When to Hire a Fractional Frontend Architect vs. a Full-Time Senior
The cost math, the capability comparison, and the honest answer for each stage of growth
A founder recently asked me: "Should I hire a full-time senior frontend engineer, or would someone like you — fractional — make more sense?" My answer: "It depends on what problem you're actually solving."
That's not a dodge. I've seen both models work brilliantly and both fail. The difference isn't which is "better" — it's which fits your situation.
The Honest Cost Comparison
Full-time senior (US Market): $180K-$250K salary + $35K-$50K benefits + $25K-$50K recruiting + ~$40K onboarding lost productivity = $280K-$390K Year 1.

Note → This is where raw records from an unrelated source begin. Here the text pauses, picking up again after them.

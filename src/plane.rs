use serde::{Deserialize, Serialize};
use std::fmt;
use std::fmt::Formatter;
use std::sync::Arc;
use tabled::Tabled;

pub type PlaneId = Arc<str>;
pub type Airline = Arc<str>;

#[derive(Clone, Debug, PartialEq, Serialize, Deserialize, Tabled)]
pub struct Plane {
    pub tail: PlaneId,
    pub airline: Airline,
}

#[derive(Clone, Copy, Debug, PartialEq, Eq, Hash, PartialOrd, Ord, Serialize, Deserialize)]
#[serde(rename_all = "snake_case")]
pub enum SeatClass {
    Economy,
    Business,
    FirstClass,
}

impl fmt::Display for SeatClass {
    fn fmt(&self, f: &mut Formatter<'_>) -> fmt::Result {
        f.pad(match self {
            SeatClass::Economy => "economy",
            SeatClass::Business => "business",
            SeatClass::FirstClass => "first_class",
        })
    }
}
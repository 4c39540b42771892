use serde::{Deserialize, Serialize};
use std::ops::Add;

#[derive(Debug, Clone, Copy, Ord, Eq, PartialEq, Serialize, Deserialize, PartialOrd)]
pub struct Time(pub u64);

impl Time {
    pub(crate) fn is_overlapping(time: &(Time, Time), window: &(Time, Time)) -> bool {
        time.0 < window.1 && time.1 > window.0
    }

    pub fn saturating_sub(self, rhs: u64) -> Time {
        Time(self.0.saturating_sub(rhs))
    }

    /// Calendar day this instant falls on.
    pub fn date(self) -> Date {
        Date(self.0 / 1440)
    }
}

impl std::fmt::Display for Time {
    fn fmt(&self, f: &mut std::fmt::Formatter<'_>) -> std::fmt::Result {
        let days = self.0 / 1440;
        let remaining = self.0 % 1440;
        let hours = remaining / 60;
        let mins = remaining % 60;
        write!(f, "DAY{} {:02}:{:02}", days + 1, hours, mins)
    }
}

impl Add<u64> for Time {
    type Output = Self;

    fn add(self, rhs: u64) -> Self::Output {
        Time(self.0 + rhs)
    }
}

#[derive(Debug, Clone, Copy, Ord, Eq, PartialEq, PartialOrd, Serialize, Deserialize)]
pub struct Date(pub u64);

impl Date {
    /// 1-based day number, as printed in flight listings.
    pub fn from_day(day: u64) -> Date {
        Date(day.saturating_sub(1))
    }
}

impl std::fmt::Display for Date {
    fn fmt(&self, f: &mut std::fmt::Formatter<'_>) -> std::fmt::Result {
        write!(f, "DAY{}", self.0 + 1)
    }
}

#[derive(Debug, Clone, Copy)]
pub struct DateRange {
    pub start: Date,
    pub end: Date,
}

impl DateRange {
    pub fn new(start: Date, end: Date) -> DateRange {
        DateRange { start, end }
    }

    /// Inclusive on both ends. An inverted range contains nothing.
    pub fn contains(&self, date: Date) -> bool {
        self.start <= date && date <= self.end
    }
}
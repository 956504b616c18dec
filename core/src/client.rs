//! Stateless HTTP request builder and response parser for the partner API.
//!
//! # Design
//! `PartnerClient` holds only an immutable `ClientConfig` and carries no
//! mutable state between calls. Each operation is split into a `build_*`
//! method that validates inputs and produces an `HttpRequest`, and a
//! `parse_*` method that consumes an `HttpResponse`. The caller executes the
//! actual HTTP round-trip, keeping the core deterministic and free of I/O
//! dependencies. Validation failures are returned before any request value
//! exists, so an invalid input can never reach the network.

use crate::config::ClientConfig;
use crate::error::ApiError;
use crate::http::{HttpMethod, HttpRequest, HttpResponse};
use crate::types::{AccountDescription, AccountListing, NewAccountRequest, NotificationUpdate};

/// Synchronous, stateless client for the partner API.
///
/// Builds `HttpRequest` values and parses `HttpResponse` values without
/// touching the network. Safe to clone and share across threads; every call
/// reads the same immutable configuration.
#[derive(Debug, Clone)]
pub struct PartnerClient {
    config: ClientConfig,
}

impl PartnerClient {
    /// Create a client bound to the given partner credentials, with the
    /// default endpoint and timeout.
    pub fn new(api_key: &str, partner_id: &str) -> Result<Self, ApiError> {
        Ok(Self {
            config: ClientConfig::new(api_key, partner_id)?,
        })
    }

    /// Create a client from an explicit configuration, for endpoint, timeout,
    /// or user-agent overrides.
    pub fn with_config(config: ClientConfig) -> Self {
        Self { config }
    }

    /// The configuration this client was built with. Hosts read the timeout
    /// from here when setting up their transport.
    pub fn config(&self) -> &ClientConfig {
        &self.config
    }

    pub fn build_create_account(&self, input: &NewAccountRequest) -> Result<HttpRequest, ApiError> {
        require_non_empty("site_url", &input.site_url)?;
        require_non_empty("site_email", &input.site_email)?;
        require_non_empty("analyst_email", &input.analyst_email)?;
        require_non_empty("password", &input.password)?;

        let body =
            serde_json::to_string(input).map_err(|e| ApiError::Serialization(e.to_string()))?;
        Ok(HttpRequest {
            method: HttpMethod::Post,
            path: self.accounts_url(),
            headers: self.headers(true),
            body: Some(body),
        })
    }

    pub fn build_list_accounts(&self) -> HttpRequest {
        HttpRequest {
            method: HttpMethod::Get,
            path: self.accounts_url(),
            headers: self.headers(false),
            body: None,
        }
    }

    /// Accepts either historical call shape, a `(url, threshold)` tuple or a
    /// `NotificationConfig` value, and produces the same wire request for the
    /// same logical values.
    pub fn build_update_notification_config(
        &self,
        update: impl Into<NotificationUpdate>,
    ) -> Result<HttpRequest, ApiError> {
        let config = update.into().into_config();
        require_non_empty("http_notification_url", &config.http_notification_url)?;
        if config.http_notification_url.matches("%s").count() != 1 {
            return Err(ApiError::invalid(
                "http_notification_url",
                "must contain the `%s` placeholder exactly once",
            ));
        }
        if !config.http_notification_threshold.is_finite()
            || !(0.0..=1.0).contains(&config.http_notification_threshold)
        {
            return Err(ApiError::invalid(
                "http_notification_threshold",
                "must be a finite number between 0.0 and 1.0",
            ));
        }

        let body =
            serde_json::to_string(&config).map_err(|e| ApiError::Serialization(e.to_string()))?;
        Ok(HttpRequest {
            method: HttpMethod::Put,
            path: self.notification_config_url(),
            headers: self.headers(true),
            body: Some(body),
        })
    }

    /// Interpret the create-account response: the decoded account description
    /// on 2xx, passed through unmodified.
    pub fn parse_create_account(
        &self,
        response: HttpResponse,
    ) -> Result<AccountDescription, ApiError> {
        check_success(&response)?;
        serde_json::from_str(&response.body).map_err(|e| ApiError::Decode(e.to_string()))
    }

    pub fn parse_list_accounts(&self, response: HttpResponse) -> Result<AccountListing, ApiError> {
        check_success(&response)?;
        serde_json::from_str(&response.body).map_err(|e| ApiError::Decode(e.to_string()))
    }

    /// Interpret the config-update response: the effective configuration plus
    /// whatever account flags the server includes, passed through unmodified.
    pub fn parse_update_notification_config(
        &self,
        response: HttpResponse,
    ) -> Result<serde_json::Value, ApiError> {
        check_success(&response)?;
        serde_json::from_str(&response.body).map_err(|e| ApiError::Decode(e.to_string()))
    }

    fn accounts_url(&self) -> String {
        format!(
            "{}/partners/{}/accounts",
            self.config.endpoint_base(),
            self.config.partner_id()
        )
    }

    fn notification_config_url(&self) -> String {
        format!(
            "{}/accounts/{}/config",
            self.config.endpoint_base(),
            self.config.partner_id()
        )
    }

    /// Headers common to every request. `Content-Type` is only sent when the
    /// request carries a JSON body.
    fn headers(&self, with_body: bool) -> Vec<(String, String)> {
        let mut headers = vec![(
            "authorization".to_string(),
            format!("Basic {}", self.config.api_key()),
        )];
        if with_body {
            headers.push(("content-type".to_string(), "application/json".to_string()));
        }
        if let Some(user_agent) = self.config.user_agent() {
            headers.push(("user-agent".to_string(), user_agent.to_string()));
        }
        headers
    }
}

fn require_non_empty(field: &str, value: &str) -> Result<(), ApiError> {
    if value.is_empty() {
        return Err(ApiError::invalid(field, "must be a non-empty string"));
    }
    Ok(())
}

/// Map non-2xx status codes to `ApiError::Http`.
fn check_success(response: &HttpResponse) -> Result<(), ApiError> {
    if (200..300).contains(&response.status) {
        return Ok(());
    }
    Err(ApiError::Http {
        status: response.status,
        body: response.body.clone(),
    })
}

Fractional architect (15 hrs/week): $8K-$12K/month retainer, zero benefits, zero equity, zero recruiting cost, minimal onboarding = $96K-$144K Year 1.
That's a 50-65% cost reduction for senior-level architectural leadership.
When Full-Time Is Right
- You have enough frontend work to fill 40 hours weekly
- You need someone to manage 3+ frontend developers hands-on
- You've found product-market fit and are scaling
- Your engineering culture requires full-time presence
When Fractional Is Right
- You need architecture, not just implementation
- You can't justify the full-time cost yet (pre-Series A)
- You're facing a specific technical challenge (migration, design system, performance crisis)
- You want cross-pollination from someone who's seen dozens of codebases
- You need to move fast — a fractional engagement starts next week, hiring takes months
The Hybrid Model
Start fractional. Transition to full-time when the time is right. The fractional architect establishes the architecture, builds the foundation, sets up patterns. After 3-6 months, the codebase has clear structure. Now you can hire a full-time senior who'll be productive from week one.
Some founders keep the fractional engagement at reduced hours (5-8/week) even after hiring full-time, as an architectural advisor.
What to Ask Before Deciding
- How many hours of senior architecture work do you need per week?
- What's your hiring timeline? (Fractional is available now.)
- Is the primary problem "need more hands" or "need someone to decide how to build"?
- What's your burn rate tolerance?
- Does your codebase have the infrastructure to onboard a senior hire?
The worst outcome is doing nothing — letting your frontend evolve by accident while you deliberate. Whatever model you choose, the important thing is that someone with real architectural experience is making the decisions that compound over your codebase's lifetime.